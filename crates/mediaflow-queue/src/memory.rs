//! In-memory transport.
//!
//! Models the delivery semantics the engine relies on: a ready queue, an
//! in-flight set awaiting settlement, a dead-letter list and delayed
//! requeues released by [`Transport::promote_due`] against an injected
//! clock.

use std::collections::{HashMap, VecDeque};
use std::sync::atomic::{AtomicBool, AtomicU64, Ordering};
use std::sync::{Arc, Mutex, MutexGuard};
use std::time::Duration;

use async_trait::async_trait;
use chrono::{DateTime, Utc};
use mediaflow_models::{Clock, SystemClock};
use tokio::sync::Notify;

use crate::error::{QueueError, QueueResult};
use crate::transport::{Delivery, Transport};

/// How a delivery was settled.
#[derive(Debug, Clone, PartialEq, Eq)]
pub enum Settled {
    Acked,
    Requeued,
    Delayed(Duration),
    DeadLettered(String),
}

struct InFlight {
    delivery: Delivery,
    consumer: String,
    delivered_at: DateTime<Utc>,
}

#[derive(Default)]
struct State {
    ready: VecDeque<Delivery>,
    in_flight: HashMap<String, InFlight>,
    delayed: Vec<(DateTime<Utc>, Vec<u8>)>,
    dead: Vec<(Delivery, String)>,
    log: Vec<(String, Settled)>,
    published: usize,
}

/// Transport held in process memory.
pub struct InMemoryTransport {
    state: Mutex<State>,
    notify: Notify,
    clock: Arc<dyn Clock>,
    next_id: AtomicU64,
    unavailable: AtomicBool,
}

impl Default for InMemoryTransport {
    fn default() -> Self {
        Self::new()
    }
}

impl InMemoryTransport {
    pub fn new() -> Self {
        Self::with_clock(Arc::new(SystemClock))
    }

    pub fn with_clock(clock: Arc<dyn Clock>) -> Self {
        Self {
            state: Mutex::new(State::default()),
            notify: Notify::new(),
            clock,
            next_id: AtomicU64::new(1),
            unavailable: AtomicBool::new(false),
        }
    }

    /// Make publish and consume fail until switched back.
    pub fn set_unavailable(&self, unavailable: bool) {
        self.unavailable.store(unavailable, Ordering::SeqCst);
    }

    /// Enqueue a raw body, bypassing publish accounting.
    pub fn inject(&self, body: impl Into<Vec<u8>>) -> String {
        let id = self.new_id();
        self.lock().ready.push_back(Delivery::new(id.clone(), body));
        self.notify.notify_one();
        id
    }

    pub fn ready_len(&self) -> usize {
        self.lock().ready.len()
    }

    pub fn in_flight_len(&self) -> usize {
        self.lock().in_flight.len()
    }

    pub fn delayed_len(&self) -> usize {
        self.lock().delayed.len()
    }

    /// Consumer currently holding an in-flight delivery.
    pub fn holder(&self, message_id: &str) -> Option<String> {
        self.lock()
            .in_flight
            .get(message_id)
            .map(|f| f.consumer.clone())
    }

    /// Number of successful `publish` calls.
    pub fn published(&self) -> usize {
        self.lock().published
    }

    pub fn dead_letters(&self) -> Vec<(Delivery, String)> {
        self.lock().dead.clone()
    }

    /// Settlements in the order they happened, keyed by message id.
    pub fn settlements(&self) -> Vec<(String, Settled)> {
        self.lock().log.clone()
    }

    /// Bodies currently waiting for delivery.
    pub fn ready_bodies(&self) -> Vec<Vec<u8>> {
        self.lock().ready.iter().map(|d| d.body.clone()).collect()
    }

    fn lock(&self) -> MutexGuard<'_, State> {
        self.state.lock().unwrap_or_else(|e| e.into_inner())
    }

    fn new_id(&self) -> String {
        format!("{}-0", self.next_id.fetch_add(1, Ordering::SeqCst))
    }

    fn check(&self) -> QueueResult<()> {
        if self.unavailable.load(Ordering::SeqCst) {
            return Err(QueueError::Unavailable("in-memory transport switched off".to_string()));
        }
        Ok(())
    }

    fn take_in_flight(&self, state: &mut State, delivery: &Delivery) -> QueueResult<()> {
        state
            .in_flight
            .remove(&delivery.id)
            .map(|_| ())
            .ok_or_else(|| QueueError::UnknownDelivery(delivery.id.clone()))
    }

    fn pop_ready(&self, consumer: &str, count: usize) -> Vec<Delivery> {
        let now = self.clock.now();
        let mut state = self.lock();
        let mut out = Vec::new();
        while out.len() < count {
            let Some(delivery) = state.ready.pop_front() else {
                break;
            };
            state.in_flight.insert(
                delivery.id.clone(),
                InFlight {
                    delivery: delivery.clone(),
                    consumer: consumer.to_string(),
                    delivered_at: now,
                },
            );
            out.push(delivery);
        }
        out
    }
}

#[async_trait]
impl Transport for InMemoryTransport {
    async fn publish(&self, body: &[u8]) -> QueueResult<String> {
        self.check()?;
        let id = self.new_id();
        {
            let mut state = self.lock();
            state.ready.push_back(Delivery::new(id.clone(), body));
            state.published += 1;
        }
        self.notify.notify_one();
        Ok(id)
    }

    async fn consume(
        &self,
        consumer: &str,
        block: Duration,
        count: usize,
    ) -> QueueResult<Vec<Delivery>> {
        self.check()?;
        let got = self.pop_ready(consumer, count);
        if !got.is_empty() || block.is_zero() {
            return Ok(got);
        }
        let _ = tokio::time::timeout(block, self.notify.notified()).await;
        Ok(self.pop_ready(consumer, count))
    }

    async fn ack(&self, delivery: &Delivery) -> QueueResult<()> {
        let mut state = self.lock();
        self.take_in_flight(&mut state, delivery)?;
        state.log.push((delivery.id.clone(), Settled::Acked));
        Ok(())
    }

    async fn nack(&self, delivery: &Delivery, requeue: bool, reason: &str) -> QueueResult<()> {
        {
            let mut state = self.lock();
            self.take_in_flight(&mut state, delivery)?;
            if requeue {
                let id = self.new_id();
                state
                    .ready
                    .push_back(Delivery::new(id, delivery.body.clone()));
                state.log.push((delivery.id.clone(), Settled::Requeued));
            } else {
                state.dead.push((delivery.clone(), reason.to_string()));
                state
                    .log
                    .push((delivery.id.clone(), Settled::DeadLettered(reason.to_string())));
            }
        }
        if requeue {
            self.notify.notify_one();
        }
        Ok(())
    }

    async fn nack_delayed(&self, delivery: &Delivery, delay: Duration) -> QueueResult<()> {
        let due = self.clock.now()
            + chrono::Duration::from_std(delay).unwrap_or(chrono::Duration::zero());
        let mut state = self.lock();
        self.take_in_flight(&mut state, delivery)?;
        state.delayed.push((due, delivery.body.clone()));
        state.log.push((delivery.id.clone(), Settled::Delayed(delay)));
        Ok(())
    }

    async fn reclaim_idle(
        &self,
        consumer: &str,
        min_idle: Duration,
        count: usize,
    ) -> QueueResult<Vec<Delivery>> {
        self.check()?;
        let now = self.clock.now();
        let min_idle = chrono::Duration::from_std(min_idle).unwrap_or(chrono::Duration::zero());
        let mut state = self.lock();

        let mut ids: Vec<String> = state
            .in_flight
            .iter()
            .filter(|(_, f)| now - f.delivered_at >= min_idle)
            .map(|(id, _)| id.clone())
            .collect();
        ids.sort();
        ids.truncate(count);

        let mut out = Vec::new();
        for id in ids {
            if let Some(entry) = state.in_flight.get_mut(&id) {
                entry.consumer = consumer.to_string();
                entry.delivered_at = now;
                out.push(entry.delivery.clone());
            }
        }
        Ok(out)
    }

    async fn promote_due(&self) -> QueueResult<usize> {
        let now = self.clock.now();
        let promoted = {
            let mut state = self.lock();
            let (due, waiting): (Vec<_>, Vec<_>) =
                state.delayed.drain(..).partition(|(at, _)| *at <= now);
            state.delayed = waiting;
            for (_, body) in &due {
                let id = self.new_id();
                state.ready.push_back(Delivery::new(id, body.clone()));
            }
            due.len()
        };
        if promoted > 0 {
            self.notify.notify_one();
        }
        Ok(promoted)
    }

    async fn ping(&self) -> QueueResult<()> {
        self.check()
    }
}
//! Task transport and dispatch.
//!
//! This crate provides:
//! - The `Transport` port: publish, consume with manual acknowledgment,
//!   ack, nack with or without requeue, delayed requeue
//! - A Redis Streams implementation with consumer groups, a dead-letter
//!   stream and a delayed sorted set
//! - An in-memory implementation for tests
//! - `TaskDispatcher`: insert a task once per (media, step) and publish
//!   its pointer only when inserted
//! - `MetricsObserver`: pipeline outcomes as Prometheus counters

pub mod config;
pub mod dispatch;
pub mod error;
pub mod memory;
pub mod metrics;
pub mod redis_transport;
pub mod transport;

pub use config::QueueConfig;
pub use dispatch::{DispatchOutcome, TaskDispatcher};
pub use error::{QueueError, QueueResult};
pub use memory::{InMemoryTransport, Settled};
pub use metrics::MetricsObserver;
pub use redis_transport::RedisTransport;
pub use transport::{Delivery, Transport};
//! Storage error types.

use thiserror::Error;

/// Result type for storage operations.
pub type StorageResult<T> = Result<T, StorageError>;

/// Errors that can occur during storage operations.
#[derive(Debug, Error)]
pub enum StorageError {
    #[error("Failed to configure storage client: {0}")]
    ConfigError(String),

    #[error("Object not found: {0}")]
    NotFound(String),

    #[error("Upload failed: {0}")]
    UploadFailed(String),

    #[error("Download failed: {0}")]
    DownloadFailed(String),

    #[error("Presign failed: {0}")]
    PresignFailed(String),

    #[error("Storage unavailable: {0}")]
    Unavailable(String),

    #[error("AWS SDK error: {0}")]
    AwsSdk(String),
}

impl StorageError {
    pub fn config_error(msg: impl Into<String>) -> Self {
        Self::ConfigError(msg.into())
    }

    pub fn not_found(key: impl Into<String>) -> Self {
        Self::NotFound(key.into())
    }

    pub fn upload_failed(msg: impl Into<String>) -> Self {
        Self::UploadFailed(msg.into())
    }

    pub fn is_not_found(&self) -> bool {
        matches!(self, Self::NotFound(_))
    }
}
□ □ □ □ □
Taking the line that contains "for storage operations." as the first and the last line of the material as the final one, transcribe that span exactly and include nothing else.

/// Result type for storage operations.
pub type StorageResult<T> = Result<T, StorageError>;

/// Errors that can occur during storage operations.
#[derive(Debug, Error)]
pub enum StorageError {
    #[error("Failed to configure storage client: {0}")]
    ConfigError(String),

    #[error("Object not found: {0}")]
    NotFound(String),

    #[error("Upload failed: {0}")]
    UploadFailed(String),

    #[error("Download failed: {0}")]
    DownloadFailed(String),

    #[error("Presign failed: {0}")]
    PresignFailed(String),

    #[error("Storage unavailable: {0}")]
    Unavailable(String),

    #[error("AWS SDK error: {0}")]
    AwsSdk(String),
}

impl StorageError {
    pub fn config_error(msg: impl Into<String>) -> Self {
        Self::ConfigError(msg.into())
    }

    pub fn not_found(key: impl Into<String>) -> Self {
        Self::NotFound(key.into())
    }

    pub fn upload_failed(msg: impl Into<String>) -> Self {
        Self::UploadFailed(msg.into())
    }

    pub fn is_not_found(&self) -> bool {
        matches!(self, Self::NotFound(_))
    }
}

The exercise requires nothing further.